In the 1960s, Nigeria's share of global exports was more than 60 per cent in palm oil, 30 per cent in peanuts and 15 per cent in cocoa. Yet today its share in these markets has fallen to five per cent or less. Africa's most populous country is now a net importer of agricultural products, spending more than $4.2 billion in hard currency reserves each year to import wheat, fish, rice, sugar and other essentials to feed its nearly 160 million people.
There is widespread agreement that the private sector should play a greater role in food security, moving markets in ways that help the world's most vulnerable groups. It can, and should, happen. But it has not happened yet – at least not with the necessary scope and or on the necessary scale. Not in a world that must produce 70 per cent more food to feed the two billion more people it will have by 2050. Meeting this goal will require an estimated $83 billion per annum in new investment. Most of this will have to come from the private sector, and we are not there yet.

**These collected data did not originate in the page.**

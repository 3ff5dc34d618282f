//! Asking the backend for a newer schedule.

use anyhow::{bail, Context, Result};
use reqwest::blocking::Client;
use serde::Serialize;
use serde_json::Value;
use tracing::{debug, info};

use crate::config::Config;
use crate::fs::durable::{self, Record};
use crate::models::ScheduleDescriptor;

pub const NO_NEWER_SCHEDULE: &str = "no-newer-sched-available";

/// Body of a schedule request.
#[derive(Debug, Serialize)]
pub struct FetchRequest<'a> {
    pub sched: &'a ScheduleDescriptor,
    /// Local clock, Unix seconds
    pub ts: i64,
}

#[derive(Debug, Clone, PartialEq)]
pub enum FetchResponse {
    NoNewer,
    /// An unvalidated schedule document
    Candidate(Value),
}

pub trait ScheduleSource {
    fn fetch(&self, current: &ScheduleDescriptor, now_ts: i64) -> Result<FetchResponse>;
}

/// Strip the transport wrapping from a schedule document.
///
/// Accepts a bare document, `{"data": ...}`, or a full record envelope
/// with a digest (which is verified).
pub fn unwrap_document(body: Value) -> Result<Value> {
    if body.get("sha256").is_some() {
        return match durable::open_envelope(body)? {
            Record::Present(data) => Ok(data),
            Record::Corrupt(reason) => bail!("Schedule document failed verification: {reason}"),
            Record::Absent => bail!("Empty schedule document"),
        };
    }
    match body.get("data") {
        Some(data) => Ok(data.clone()),
        None => Ok(body),
    }
}

/// Make sense of a response body.
pub fn interpret_response(body: Value) -> Result<FetchResponse> {
    let document = unwrap_document(body)?;

    match document.get("whatami").and_then(Value::as_str) {
        Some(NO_NEWER_SCHEDULE) => Ok(FetchResponse::NoNewer),
        Some(_) => Ok(FetchResponse::Candidate(document)),
        None => bail!("Schedule response has no \"whatami\""),
    }
}

pub struct HttpScheduleSource {
    client: Client,
    endpoint: String,
    token: Option<String>,
}

impl HttpScheduleSource {
    /// `None` when no endpoint is configured.
    pub fn from_config(config: &Config) -> Result<Option<Self>> {
        let Some(endpoint) = config.schedule_endpoint.clone() else {
            return Ok(None);
        };
        let client = Client::builder()
            .connect_timeout(config.request_timeout())
            .timeout(config.request_timeout())
            .user_agent(concat!("vinectl/", env!("CARGO_PKG_VERSION")))
            .build()
            .context("Failed to create HTTP client")?;
        Ok(Some(Self {
            client,
            endpoint,
            token: config.api_token.clone(),
        }))
    }
}

impl ScheduleSource for HttpScheduleSource {
    fn fetch(&self, current: &ScheduleDescriptor, now_ts: i64) -> Result<FetchResponse> {
        let mut request = self.client.post(&self.endpoint).json(&FetchRequest {
            sched: current,
            ts: now_ts,
        });
        if let Some(token) = &self.token {
            request = request.bearer_auth(token);
        }

        debug!(endpoint = %self.endpoint, id = current.id, "requesting schedule");
        let response = request
            .send()
            .with_context(|| format!("Failed to reach {}", self.endpoint))?;

        let status = response.status();
        if !status.is_success() {
            bail!(
                "Schedule endpoint returned HTTP {} - {}",
                status.as_u16(),
                status.canonical_reason().unwrap_or("Unknown error")
            );
        }

        let body: Value = response.json().context("Schedule response is not JSON")?;
        let interpreted = interpret_response(body)?;
        if let FetchResponse::Candidate(_) = &interpreted {
            info!("backend offered a new schedule");
        }
        Ok(interpreted)
    }
}
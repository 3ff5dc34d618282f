use anyhow::{Context, Result};
use std::fs;
use std::path::{Path, PathBuf};

pub const REGISTRY_FILE: &str = "process_reg.json";
pub const REGISTRY_LOCK_FILE: &str = "registry.lock";
pub const STOP_SEMAPHORE_FILE: &str = "stop_irr.json";

const SUBDIRS: [&str; 10] = [
    "control/irr_sched/current",
    "control/irr_sched/new",
    "control/process_reg",
    "control/irr_event",
    "control/irr_event/in_progress",
    "comms/gals_disp",
    "comms/alarms",
    "comms/orphans",
    "comms/corrupt_files",
    "sys_logs",
];

/// On-disk layout of one controller deployment.
#[derive(Debug, Clone)]
pub struct WorkDir {
    root: PathBuf,
}

impl WorkDir {
    pub fn new<P: AsRef<Path>>(root: P) -> Self {
        Self {
            root: root.as_ref().to_path_buf(),
        }
    }

    /// Create any missing directory of the layout.
    pub fn ensure(&self) -> Result<()> {
        for subdir in &SUBDIRS {
            self.ensure_dir(subdir)?;
        }
        Ok(())
    }

    /// Ensure a subdirectory exists, creating it if needed
    ///
    /// # Arguments
    /// * `name` - The subdirectory path relative to the root
    ///
    /// # Returns
    /// The full path to the directory
    pub fn ensure_dir(&self, name: &str) -> Result<PathBuf> {
        let dir = self.root.join(name);
        fs::create_dir_all(&dir)
            .with_context(|| format!("Failed to create {} directory", dir.display()))?;
        Ok(dir)
    }

    pub fn root(&self) -> &Path {
        &self.root
    }

    pub fn schedule_current_dir(&self) -> PathBuf {
        self.root.join("control/irr_sched/current")
    }

    pub fn schedule_new_dir(&self) -> PathBuf {
        self.root.join("control/irr_sched/new")
    }

    pub fn process_reg_dir(&self) -> PathBuf {
        self.root.join("control/process_reg")
    }

    pub fn registry_path(&self) -> PathBuf {
        self.process_reg_dir().join(REGISTRY_FILE)
    }

    pub fn registry_lock_path(&self) -> PathBuf {
        self.process_reg_dir().join(REGISTRY_LOCK_FILE)
    }

    pub fn irr_event_dir(&self) -> PathBuf {
        self.root.join("control/irr_event")
    }

    /// Cooperative-shutdown semaphore polled by a running supervisor.
    pub fn stop_semaphore_path(&self) -> PathBuf {
        self.irr_event_dir().join(STOP_SEMAPHORE_FILE)
    }

    /// Pulse checkpoints of events in flight.
    pub fn in_progress_dir(&self) -> PathBuf {
        self.irr_event_dir().join("in_progress")
    }

    pub fn gals_disp_dir(&self) -> PathBuf {
        self.root.join("comms/gals_disp")
    }

    pub fn alarms_dir(&self) -> PathBuf {
        self.root.join("comms/alarms")
    }

    pub fn orphans_dir(&self) -> PathBuf {
        self.root.join("comms/orphans")
    }

    pub fn corrupt_dir(&self) -> PathBuf {
        self.root.join("comms/corrupt_files")
    }

    pub fn logs_dir(&self) -> PathBuf {
        self.root.join("sys_logs")
    }
}
use anyhow::{bail, Result};
use serde::{Deserialize, Serialize};

/// Lifecycle of one supervised irrigation event.
#[derive(Debug, Clone, Copy, Serialize, Deserialize, PartialEq, Eq)]
#[serde(rename_all = "snake_case")]
pub enum EventPhase {
    Starting,
    Running,
    StoppingGraceful,
    StoppingForced,
    Ended,
}

impl std::fmt::Display for EventPhase {
    fn fmt(&self, f: &mut std::fmt::Formatter<'_>) -> std::fmt::Result {
        match self {
            EventPhase::Starting => write!(f, "Starting"),
            EventPhase::Running => write!(f, "Running"),
            EventPhase::StoppingGraceful => write!(f, "StoppingGraceful"),
            EventPhase::StoppingForced => write!(f, "StoppingForced"),
            EventPhase::Ended => write!(f, "Ended"),
        }
    }
}

impl EventPhase {
    /// Check if transitioning from the current phase to `next` is valid.
    ///
    /// Valid transitions:
    /// - `Starting` -> `Running` | `StoppingGraceful` (startup failed after valves were touched)
    /// - `Running` -> `StoppingGraceful` | `StoppingForced`
    /// - `StoppingGraceful` | `StoppingForced` -> `Ended`
    ///
    /// `StoppingForced` is entered by the process that kills this one; the
    /// killed process never observes it.
    pub fn can_transition_to(&self, next: &EventPhase) -> bool {
        if self == next {
            return true;
        }

        match self {
            EventPhase::Starting => {
                matches!(next, EventPhase::Running | EventPhase::StoppingGraceful)
            }
            EventPhase::Running => matches!(
                next,
                EventPhase::StoppingGraceful | EventPhase::StoppingForced
            ),
            EventPhase::StoppingGraceful | EventPhase::StoppingForced => {
                matches!(next, EventPhase::Ended)
            }
            EventPhase::Ended => false,
        }
    }

    pub fn try_transition(&self, next: EventPhase) -> Result<EventPhase> {
        if self.can_transition_to(&next) {
            Ok(next)
        } else {
            bail!("Invalid event phase transition: {self} -> {next}")
        }
    }

    pub fn is_terminal(&self) -> bool {
        matches!(self, EventPhase::Ended)
    }
}
use chrono::NaiveDate;
use serde::{Deserialize, Serialize};
use std::collections::BTreeMap;

use super::event::EventKey;
use super::schedule::DayKey;

pub const CHECKPOINT_WHATAMI: &str = "pulse_count";

/// One `(timestamp, cumulative count)` observation.
#[derive(Debug, Clone, Copy, PartialEq, Eq)]
pub struct Sample {
    /// Unix seconds
    pub ts: i64,
    pub count: u64,
}

/// Pulses counted by one OS process. Counts restart at zero per generation.
#[derive(Debug, Clone, PartialEq, Eq)]
pub struct Generation {
    pub pid: u32,
    pub samples: Vec<Sample>,
}

impl Generation {
    pub fn new(pid: u32) -> Self {
        Self {
            pid,
            samples: Vec::new(),
        }
    }

    pub fn max_count(&self) -> u64 {
        self.samples.iter().map(|s| s.count).max().unwrap_or(0)
    }

    pub fn last_count(&self) -> u64 {
        self.samples.last().map(|s| s.count).unwrap_or(0)
    }
}

/// Persisted pulse history of one irrigation event.
#[derive(Debug, Clone, PartialEq, Eq, Serialize, Deserialize)]
#[serde(try_from = "RawCheckpoint", into = "RawCheckpoint")]
pub struct PulseCheckpoint {
    pub schedule_id: u32,
    pub date: NaiveDate,
    pub day: DayKey,
    pub sequence: u32,
    pub block: String,
    pub generations: Vec<Generation>,
}

impl PulseCheckpoint {
    pub fn new(key: &EventKey, block: &str) -> Self {
        Self {
            schedule_id: key.schedule_id,
            date: key.date,
            day: key.day,
            sequence: key.sequence,
            block: block.to_string(),
            generations: Vec::new(),
        }
    }

    pub fn key(&self) -> EventKey {
        EventKey {
            date: self.date,
            day: self.day,
            sequence: self.sequence,
            schedule_id: self.schedule_id,
        }
    }

    /// Start counting for a new process. Always appends, even if `pid` was
    /// seen before, since a reused pid is still a fresh count from zero.
    pub fn begin_generation(&mut self, pid: u32) {
        self.generations.push(Generation::new(pid));
    }

    pub fn current_generation(&self) -> Option<&Generation> {
        self.generations.last()
    }

    pub fn current_generation_mut(&mut self) -> Option<&mut Generation> {
        self.generations.last_mut()
    }

    pub fn sample_count(&self) -> usize {
        self.generations.iter().map(|g| g.samples.len()).sum()
    }
}

/// Wire form: `{"whatami":"pulse_count", ..., "pulses":[{"<pid>":[{"<ts>":count}]}]}`
#[derive(Debug, Clone, Serialize, Deserialize)]
struct RawCheckpoint {
    whatami: String,
    sched_id: u32,
    date: NaiveDate,
    day: DayKey,
    sequence: u32,
    block: String,
    pulses: Vec<BTreeMap<String, Vec<BTreeMap<String, u64>>>>,
}

fn single_entry<V>(map: BTreeMap<String, V>, what: &str) -> Result<(String, V), String> {
    if map.len() != 1 {
        return Err(format!("{what} entry must hold exactly one key, found {}", map.len()));
    }
    map.into_iter()
        .next()
        .ok_or_else(|| format!("{what} entry is empty"))
}

impl TryFrom<RawCheckpoint> for PulseCheckpoint {
    type Error = String;

    fn try_from(raw: RawCheckpoint) -> Result<Self, Self::Error> {
        if raw.whatami != CHECKPOINT_WHATAMI {
            return Err(format!("whatami is '{}', not '{CHECKPOINT_WHATAMI}'", raw.whatami));
        }

        let mut generations = Vec::with_capacity(raw.pulses.len());
        for generation in raw.pulses {
            let (pid, raw_samples) = single_entry(generation, "generation")?;
            let pid: u32 = pid
                .parse()
                .ok()
                .filter(|p| *p > 0)
                .ok_or_else(|| format!("invalid process id '{pid}'"))?;

            let mut samples = Vec::with_capacity(raw_samples.len());
            for sample in raw_samples {
                let (ts, count) = single_entry(sample, "sample")?;
                let ts: i64 = ts
                    .parse()
                    .ok()
                    .filter(|t| *t > 0)
                    .ok_or_else(|| format!("invalid timestamp '{ts}'"))?;
                if count == 0 {
                    return Err(format!("zero pulse count at {ts}"));
                }
                samples.push(Sample { ts, count });
            }

            generations.push(Generation { pid, samples });
        }

        Ok(Self {
            schedule_id: raw.sched_id,
            date: raw.date,
            day: raw.day,
            sequence: raw.sequence,
            block: raw.block,
            generations,
        })
    }
}

impl From<PulseCheckpoint> for RawCheckpoint {
    fn from(checkpoint: PulseCheckpoint) -> Self {
        let pulses = checkpoint
            .generations
            .into_iter()
            .map(|g| {
                let samples = g
                    .samples
                    .into_iter()
                    .map(|s| BTreeMap::from([(s.ts.to_string(), s.count)]))
                    .collect();
                BTreeMap::from([(g.pid.to_string(), samples)])
            })
            .collect();

        Self {
            whatami: CHECKPOINT_WHATAMI.to_string(),
            sched_id: checkpoint.schedule_id,
            date: checkpoint.date,
            day: checkpoint.day,
            sequence: checkpoint.sequence,
            block: checkpoint.block,
            pulses,
        }
    }
}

Farmers produce enough to feed everyone on Earth today. But poor storage, distribution and other factors leave a billion people hungry. Left unattended, this tragic situation will only become worse in the coming years. So innovative approaches are needed to mitigate risks that have so far kept many of the world's major logistics companies from entering markets where they are needed most. Attracting them into new public- private partnerships would allow them to cut today's excessive rates of wasted food by building new silos, cold storage facilities, warehouses and ports.